-- Opening Marker --

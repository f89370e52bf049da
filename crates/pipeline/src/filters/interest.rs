//! Filter to keep activities matching the traveler's interests.

use super::FallbackPolicy;
use crate::traits::Filter;
use anyhow::Result;
use catalog::{Activity, ActivityCategory, TravelRequest};
use std::collections::HashSet;

/// Keeps activities whose category belongs to any requested interest.
///
/// ## Algorithm
/// 1. No interests: keep everything
/// 2. Map each interest to its categories (`Interest::categories`)
/// 3. Keep activities in the union, in input order
/// 4. Nothing matched: apply the fallback policy
#[derive(Default)]
pub struct InterestFilter {
    policy: FallbackPolicy,
}

impl InterestFilter {
    pub fn new(policy: FallbackPolicy) -> Self {
        Self { policy }
    }
}

impl Filter<Activity> for InterestFilter {
    fn name(&self) -> &str {
        "InterestFilter"
    }

    fn apply(&self, items: Vec<Activity>, request: &TravelRequest) -> Result<Vec<Activity>> {
        if request.interests.is_empty() {
            return Ok(items);
        }

        let wanted: HashSet<ActivityCategory> = request
            .interests
            .iter()
            .flat_map(|interest| interest.categories().iter().copied())
            .collect();

        let matched: Vec<Activity> = items
            .iter()
            .filter(|activity| wanted.contains(&activity.category))
            .cloned()
            .collect();

        if matched.is_empty() {
            tracing::debug!(
                "No activities for {} interest(s), policy {:?}",
                request.interests.len(),
                self.policy
            );
        }
        Ok(self.policy.resolve(matched, items))
    }
}
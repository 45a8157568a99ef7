//! State store: the workflow aggregate, its persistence and schema migration.
//!
//! State files are written atomically to `<state_dir>/<workflow_id>.json`
//! and carry a whole-state checksum that is verified on every load.

pub mod migration;
mod store;
mod workflow;

pub(crate) use store::decode_document;
pub use store::{SharedStateStore, StateStore};
pub use workflow::{
    StatusSummary, WorkflowState, ABORTED_KEY, CHECKSUM_EXCLUDED_KEYS, CURRENT_SCHEMA_VERSION,
    RESTORED_FROM_KEY,
};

-- Closing Marker --

Directions for this task. All lines above from the one holding "let matched: Vec<Activity> = items" to the one holding "repository 45a8157568a99ef7", inclusive, are to be copied exactly; no other line is wanted.

Exercise answer.
        let matched: Vec<Activity> = items
            .iter()
            .filter(|activity| wanted.contains(&activity.category))
            .cloned()
            .collect();

        if matched.is_empty() {
            tracing::debug!(
                "No activities for {} interest(s), policy {:?}",
                request.interests.len(),
                self.policy
            );
        }
        Ok(self.policy.resolve(matched, items))
    }
}
repository 45a8157568a99ef7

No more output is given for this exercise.